Reputation: 73
According to Druid doc, the DS_THETA function can work on sketches.
How could the below Druid query be rewritten in ClickHouse using the uniqTheta* variations?
SELECT THETA_SKETCH_ESTIMATE(
THETA_SKETCH_INTERSECT(
DS_THETA(theta_uid) FILTER(WHERE "show" = 'Bridgerton' AND "episode" = 'S1E1'),
DS_THETA(theta_uid) FILTER(WHERE "show" = 'Bridgerton' AND "episode" = 'S1E2')
)
) AS users
FROM ts_tutorial
Here's my attempt to solve it using MV
CREATE TABLE ts_tutorial
(
date_id Date,
uid String,
show String,
episode String
)
ENGINE = MergeTree()
ORDER BY (date_id, show, episode, uid);
CREATE TABLE tutorial_tbl
(
date_id Date,
show String,
episode String,
theta_uid AggregateFunction(uniqTheta, String)
)
ENGINE = AggregatingMergeTree()
ORDER BY (date_id, show, episode);
CREATE MATERIALIZED VIEW IF NOT EXISTS tutorial_mv TO tutorial_tbl
AS
SELECT
date_id,
show,
episode,
uniqThetaState(uid) as theta_uid
FROM ts_tutorial
GROUP BY date_id, show, episode
;
INSERT INTO ts_tutorial VALUES ('2022-05-19','alice','Game of Thrones','S1E1');
INSERT INTO ts_tutorial VALUES ('2022-05-19','alice','Game of Thrones','S1E2');
INSERT INTO ts_tutorial VALUES ('2022-05-19','alice','Game of Thrones','S1E1');
INSERT INTO ts_tutorial VALUES ('2022-05-19','bob','Bridgerton','S1E1');
INSERT INTO ts_tutorial VALUES ('2022-05-20','alice','Game of Thrones','S1E1');
INSERT INTO ts_tutorial VALUES ('2022-05-20','carol','Bridgerton','S1E2');
INSERT INTO ts_tutorial VALUES ('2022-05-20','dan','Bridgerton','S1E1');
INSERT INTO ts_tutorial VALUES ('2022-05-21','alice','Game of Thrones','S1E1');
INSERT INTO ts_tutorial VALUES ('2022-05-21','carol','Bridgerton','S1E1');
INSERT INTO ts_tutorial VALUES ('2022-05-21','erin','Game of Thrones','S1E1');
INSERT INTO ts_tutorial VALUES ('2022-05-21','alice','Bridgerton','S1E1');
INSERT INTO ts_tutorial VALUES ('2022-05-22','bob','Game of Thrones','S1E1');
INSERT INTO ts_tutorial VALUES ('2022-05-22','bob','Bridgerton','S1E1');
INSERT INTO ts_tutorial VALUES ('2022-05-22','carol','Bridgerton','S1E2');
INSERT INTO ts_tutorial VALUES ('2022-05-22','bob','Bridgerton','S1E1');
INSERT INTO ts_tutorial VALUES ('2022-05-22','erin','Game of Thrones','S1E1');
INSERT INTO ts_tutorial VALUES ('2022-05-22','erin','Bridgerton','S1E2');
INSERT INTO ts_tutorial VALUES ('2022-05-23','erin','Game of Thrones','S1E1');
INSERT INTO ts_tutorial VALUES ('2022-05-23','alice','Game of Thrones','S1E1');
And to answer: How many users watched both episodes of Bridgerton?

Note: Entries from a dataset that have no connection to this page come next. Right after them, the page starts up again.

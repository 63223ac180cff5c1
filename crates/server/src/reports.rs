//! Month report endpoints: meal rate, balance sheet, dashboard.

use api_types::report::{
    DashboardResponse, DashboardSlice, MealRateResponse, MemberBalance, MemberMealCost,
    MonthlyReportResponse, ReportTotals,
};
use axum::{
    Extension, Json,
    extract::{Path, State},
};
use uuid::Uuid;

use crate::{ServerError, mess::api_currency, server::ServerState, user};

pub async fn meal_rate(
    Extension(user): Extension<user::Model>,
    State(state): State<ServerState>,
    Path((mess_id, month_id)): Path<(Uuid, Uuid)>,
) -> Result<Json<MealRateResponse>, ServerError> {
    let report = state
        .engine
        .meal_rate(mess_id, month_id, &user.username)
        .await?;

    Ok(Json(MealRateResponse {
        total_meals: report.total_meals.as_f64(),
        total_bazar_minor: report.total_bazar.minor(),
        rate_per_meal: report.rate_per_meal,
        distributed_minor: report.distributed.minor(),
        members: report
            .members
            .into_iter()
            .map(|m| MemberMealCost {
                member_id: m.member_id,
                name: m.name,
                meals: m.meals.as_f64(),
                meal_cost_minor: m.meal_cost.minor(),
            })
            .collect(),
    }))
}

pub async fn monthly_report(
    Extension(user): Extension<user::Model>,
    State(state): State<ServerState>,
    Path((mess_id, month_id)): Path<(Uuid, Uuid)>,
) -> Result<Json<MonthlyReportResponse>, ServerError> {
    let mess = state.engine.mess(mess_id, &user.username).await?;
    let report = state
        .engine
        .monthly_report(mess_id, month_id, &user.username)
        .await?;
    let totals = report.totals;

    Ok(Json(MonthlyReportResponse {
        currency: api_currency(mess.currency),
        rate_per_meal: report.rate_per_meal,
        members: report
            .members
            .into_iter()
            .map(|m| MemberBalance {
                member_id: m.member_id,
                name: m.name,
                meals: m.meals.as_f64(),
                meal_cost_minor: m.meal_cost.minor(),
                bazar_minor: m.bazar.minor(),
                deposit_minor: m.deposit.minor(),
                shared_paid_minor: m.shared_paid.minor(),
                credit_minor: m.credit.minor(),
                shared_cost_minor: m.shared_cost.minor(),
                individual_cost_minor: m.individual_cost.minor(),
                total_cost_minor: m.total_cost.minor(),
                balance_minor: m.balance.minor(),
            })
            .collect(),
        totals: ReportTotals {
            meals: totals.meals.as_f64(),
            bazar_minor: totals.bazar.minor(),
            deposit_minor: totals.deposit.minor(),
            meal_cost_minor: totals.meal_cost.minor(),
            shared_cost_minor: totals.shared_cost.minor(),
            individual_cost_minor: totals.individual_cost.minor(),
            credit_minor: totals.credit.minor(),
            balance_minor: totals.balance.minor(),
        },
    }))
}

pub async fn dashboard(
    Extension(user): Extension<user::Model>,
    State(state): State<ServerState>,
    Path((mess_id, month_id)): Path<(Uuid, Uuid)>,
) -> Result<Json<DashboardResponse>, ServerError> {
    let dashboard = state
        .engine
        .dashboard(mess_id, month_id, &user.username)
        .await?;

    Ok(Json(DashboardResponse {
        member_count: dashboard.member_count,
        total_meals: dashboard.total_meals.as_f64(),
        total_bazar_minor: dashboard.total_bazar.minor(),
        total_deposit_minor: dashboard.total_deposit.minor(),
        rate_per_meal: dashboard.rate_per_meal,
        members: dashboard
            .members
            .into_iter()
            .map(|m| DashboardSlice {
                member_id: m.member_id,
                name: m.name,
                meals: m.meals.as_f64(),
                deposit_minor: m.deposit.minor(),
                meal_cost_minor: m.meal_cost.minor(),
            })
            .collect(),
    }))
}
//! The `Mess` is a shared household. It owns months, members and every
//! record logged in them. A user can run several messes.

use sea_orm::{ActiveValue, entity::prelude::*};
use uuid::Uuid;

use crate::{
    Currency, EngineError,
    util::{model_currency, parse_uuid},
};

/// A shared household.
#[derive(Clone, Debug, PartialEq, Eq)]
pub struct Mess {
    pub id: Uuid,
    pub name: String,
    /// Owner (username).
    pub user_id: String,
    pub currency: Currency,
}

impl Mess {
    pub fn new(name: String, user_id: &str, currency: Currency) -> Self {
        Self {
            id: Uuid::new_v4(),
            name,
            user_id: user_id.to_string(),
            currency,
        }
    }
}

#[derive(Clone, Debug, PartialEq, Eq, DeriveEntityModel)]
#[sea_orm(table_name = "messes")]
pub struct Model {
    #[sea_orm(primary_key, auto_increment = false)]
    pub id: String,
    pub name: String,
    pub user_id: String,
    pub currency: String,
}

#[derive(Copy, Clone, Debug, EnumIter, DeriveRelation)]
pub enum Relation {
    #[sea_orm(
        belongs_to = "super::users::Entity",
        from = "Column::UserId",
        to = "super::users::Column::Username",
        on_update = "NoAction",
        on_delete = "Cascade"
    )]
    User,
    #[sea_orm(has_many = "super::months::Entity")]
    Months,
    #[sea_orm(has_many = "super::members::Entity")]
    Members,
}

impl Related<super::users::Entity> for Entity {
    fn to() -> RelationDef {
        Relation::User.def()
    }
}

impl Related<super::months::Entity> for Entity {
    fn to() -> RelationDef {
        Relation::Months.def()
    }
}

impl Related<super::members::Entity> for Entity {
    fn to() -> RelationDef {
        Relation::Members.def()
    }
}

impl ActiveModelBehavior for ActiveModel {}

impl From<&Mess> for ActiveModel {
    fn from(value: &Mess) -> Self {
        Self {
            id: ActiveValue::Set(value.id.to_string()),
            name: ActiveValue::Set(value.name.clone()),
            user_id: ActiveValue::Set(value.user_id.clone()),
            currency: ActiveValue::Set(value.currency.code().to_string()),
        }
    }
}

impl TryFrom<Model> for Mess {
    type Error = EngineError;

    fn try_from(model: Model) -> Result<Self, Self::Error> {
        Ok(Self {
            id: parse_uuid(&model.id, "mess")?,
            name: model.name,
            user_id: model.user_id,
            currency: model_currency(&model.currency)?,
        })
    }
}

SELECT finalizeAggregation(
uniqThetaIntersect(
uniqThetaStateIf(theta_uid, show = 'Bridgerton' AND episode = 'S1E1'),
uniqThetaStateIf(theta_uid, show = 'Bridgerton' AND episode = 'S1E2')
)
) AS users
FROM tutorial_mv
The above query would return 0 instead of 1 for user carol. Which doesn't seem to work
Upvotes: 0
Views: 166
Reputation: 1
I know this is an old post, but hopefully a resolution might be useful to someone.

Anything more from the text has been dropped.